A capital baiana ganhou destaque na imprensa internacional no fim de semana, mas não foram as belezas naturais de Salvador que chamaram a atenção. Uma matéria publicada no jornal norte-americano The New York Times, no último domingo (10), mostrou a realidade de uma cidade que está “aprendendo a conviver” com a violência.
A reportagem intitulada — em tradução livre — “A cidade ‘boom’ (referindo-se ao crescimento econômico rápido) brasileira e da beleza eterna enfrenta seu lado sombrio” cita Jorge Amado, que definiu a capital baiana como sendo de “beleza eterna”, e elogia o parque industrial, as torres de luxo e a arquitetura da metrópole. Por outro lado, garante que muitos moradores estão cada vez mais revoltados com a cidade.
Conhecida pela alegria dos moradores e animação, com a maior festa popular do mundo, o Carnaval, Salvador ganhou contornos sombrios, mas bem realistas, e foi apontada como a mais violenta do País, ganhando de São Paulo, a mais populosa do Brasil. “A onda de crime violento transformou Salvador em capital de assassinatos do Brasil”, afirma a reportagem.

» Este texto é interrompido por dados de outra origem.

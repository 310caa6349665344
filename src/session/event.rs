//! Events a cardholder can trigger, and the operations they pick.

use crate::bank::Card;
use serde::{Deserialize, Serialize};
use std::fmt;

/// The operation a cardholder asks for.
#[derive(Clone, Copy, Debug, PartialEq, Eq, Hash, Serialize, Deserialize)]
pub enum Operation {
    /// Take cash out of the linked account.
    Withdraw,
    /// Report the linked account's balance.
    BalanceInquiry,
}

impl fmt::Display for Operation {
    fn fmt(&self, f: &mut fmt::Formatter<'_>) -> fmt::Result {
        match self {
            Operation::Withdraw => f.write_str("withdrawal"),
            Operation::BalanceInquiry => f.write_str("balance inquiry"),
        }
    }
}

/// One input to [`Atm::dispatch`](crate::session::Atm::dispatch).
///
/// What an event does depends entirely on the current state; the transition
/// table in the machine is the single place that pairing is decided.
#[derive(Clone, Debug, PartialEq, Eq, Serialize, Deserialize)]
pub enum AtmEvent {
    /// A card enters the slot.
    InsertCard(Card),
    /// The cardholder pulls the card back out.
    RemoveCard,
    /// The cardholder picks an operation on the keypad.
    SelectOperation(Operation),
    /// The cardholder confirms, asking the machine to run the transaction.
    ExecuteTransaction,
}

impl AtmEvent {
    /// The payload-free tag of this event, for journals and diagnostics.
    pub fn kind(&self) -> EventKind {
        match self {
            AtmEvent::InsertCard(_) => EventKind::InsertCard,
            AtmEvent::RemoveCard => EventKind::RemoveCard,
            AtmEvent::SelectOperation(_) => EventKind::SelectOperation,
            AtmEvent::ExecuteTransaction => EventKind::ExecuteTransaction,
        }
    }
}

/// An [`AtmEvent`] stripped of its payload.
#[derive(Clone, Copy, Debug, PartialEq, Eq, Hash, Serialize, Deserialize)]
pub enum EventKind {
    InsertCard,
    RemoveCard,
    SelectOperation,
    ExecuteTransaction,
}

impl fmt::Display for EventKind {
    fn fmt(&self, f: &mut fmt::Formatter<'_>) -> fmt::Result {
        match self {
            EventKind::InsertCard => f.write_str("insert-card"),
            EventKind::RemoveCard => f.write_str("remove-card"),
            EventKind::SelectOperation => f.write_str("select-operation"),
            EventKind::ExecuteTransaction => f.write_str("execute-transaction"),
        }
    }
}
mod common;

use common::fixtures::{list_files, service, write_file, GENERATED, HAND_WRITTEN};
use msgen::manifest::{is_generated_file, read_manifest, ManifestRequest, ModelInput};
use msgen::regen::{
    delete_dir_contents_if_exists, is_protected_path, plan_selective_delete, regenerate,
    regenerate_with, selective_delete_dir_contents, ProtectedPaths, RegenerationRequest,
};
use serde_json::json;

fn backend_request() -> RegenerationRequest {
    RegenerationRequest::Backend(ManifestRequest {
        microservice_id: "svc-hr".into(),
        microservice_name: "HR".into(),
        models: vec![ModelInput::new("Employee", "m1")
            .with_fields(vec![json!({ "name": "firstName" }), json!({ "name": "salary" })])],
        generated_files: Vec::new(),
    })
}

#[test]
fn test_fixture_classification_matches_intent() {
    for rel in GENERATED {
        assert!(!is_protected_path(rel), "{rel} should be regenerated");
    }
    for rel in HAND_WRITTEN {
        assert!(is_protected_path(rel), "{rel} should be protected");
    }
}

#[test]
fn test_selective_delete_leaves_exactly_hand_written_files() {
    let dir = service();

    selective_delete_dir_contents(dir.path()).unwrap();

    let mut expected: Vec<String> = HAND_WRITTEN.iter().map(|s| (*s).to_string()).collect();
    expected.sort();
    assert_eq!(list_files(dir.path()), expected);
}

#[test]
fn test_destructive_delete_leaves_nothing() {
    let dir = service();

    delete_dir_contents_if_exists(dir.path()).unwrap();

    assert!(list_files(dir.path()).is_empty());
    assert!(dir.path().is_dir());
}

#[test]
fn test_dry_run_plan_changes_nothing() {
    let dir = service();
    let before = list_files(dir.path());

    let plan = plan_selective_delete(dir.path(), &ProtectedPaths::canonical()).unwrap();

    assert_eq!(list_files(dir.path()), before);
    assert_eq!(plan.files_removed.len(), GENERATED.len());
}

#[test]
fn test_repeated_regeneration_preserves_custom_code() {
    let dir = service();
    let root = dir.path();
    let render = |root: &std::path::Path| -> anyhow::Result<Vec<String>> {
        for rel in GENERATED {
            write_file(root, rel, "// regenerated\n");
        }
        Ok(GENERATED.iter().map(|s| (*s).to_string()).collect())
    };

    for _ in 0..3 {
        regenerate(root, backend_request(), render).unwrap();
    }

    for rel in HAND_WRITTEN {
        let body = std::fs::read_to_string(root.join(rel)).unwrap();
        assert_eq!(body, format!("// {rel}\n"), "{rel} was rewritten");
    }
    for rel in GENERATED {
        assert!(is_generated_file(root, rel).unwrap(), "{rel} missing from manifest");
    }
    for rel in HAND_WRITTEN {
        assert!(!is_generated_file(root, rel).unwrap(), "{rel} claimed by manifest");
    }

    let manifest = read_manifest(root).unwrap().unwrap();
    assert_eq!(manifest.models[0].field_count, 2);
    assert_eq!(manifest.protected_paths, vec!["src/domain", "tests/domain"]);
}

#[test]
fn test_removed_generated_files_drop_out_of_manifest() {
    let dir = service();
    let root = dir.path();

    regenerate(root, backend_request(), |root| {
        write_file(root, "src/core/app.js", "// v1\n");
        write_file(root, "src/core/legacy.js", "// v1\n");
        Ok(vec!["src/core/app.js".into(), "src/core/legacy.js".into()])
    })
    .unwrap();
    regenerate(root, backend_request(), |root| {
        write_file(root, "src/core/app.js", "// v2\n");
        Ok(vec!["src/core/app.js".into()])
    })
    .unwrap();

    assert!(!root.join("src/core/legacy.js").exists());
    assert!(!is_generated_file(root, "src/core/legacy.js").unwrap());
    assert!(is_generated_file(root, "src/core/app.js").unwrap());
}

#[test]
fn test_extra_protected_files_survive_regeneration() {
    let dir = service();
    let root = dir.path();
    write_file(root, "LICENSE", "MIT\n");
    let protected = ProtectedPaths::canonical().with_extra_files(["LICENSE"]);

    let report = regenerate_with(root, backend_request(), &protected, |_| Ok(Vec::new())).unwrap();

    assert!(root.join("LICENSE").is_file());
    assert!(report.deletion.protected_skipped.contains(&"LICENSE".to_string()));
}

A capital baiana ainda tem o trânsito mais caótico e violento da América do Sul, segundo a publicação. O sistema viário da cidade é criticado. De acordo com a reportagem, projetos de rodovias paralisados ou inexistentes, e com vias de paralelepípedos, os motoristas estão ficando cada vez mais agressivos.
O transporte público é tratado como “colapsado”. Para o NYT, o sistema de metrô caro nunca funcionou. O jornal ainda argumenta que as obras projetadas para a Copa do Mundo para melhorar o trânsito não ficaram prontas até o evento.
A matéria relembra alguns crimes que chamam a atenção pela banalidade e crueldade, a exemplo do homem encontrado decapitado em uma estrada próximo ao aeroporto; uma mulher que foi estuprada no bairro da Paz; um italiano que foi espancado até a morte no final de 2010; uma turista brasileira, de 15 anos, morta por uma bala perdida em um tiroteio na Barroquinha; o assassinato do garoto Joel, de 10 anos, morto durante uma ação desastrosa da Polícia Militar e, por fim, o caso da médica que provocou um acidente de trânsito, no bairro de Ondina, que resultou na morte de dois irmãos.
Na tentativa de apontar as causas dessa onde de violência que amedronta os baianos, os governos municipal e estadual apresentaram suas versões. O prefeito de Salvador, ACM Neto, afirmou que a situação é reflexo da má administração de seu antecessor, João Henrique Carneiro. Já o secretário de Comunicação do governo do Estado, Robinson Almeida, fez questão de reforçar seus esforços para combater a violência com ações como o reforço do policiamento, mas alegou que o crescimento econômico aumentou o consumo de drogas que, na maioria dos casos, está atrelado aos crimes.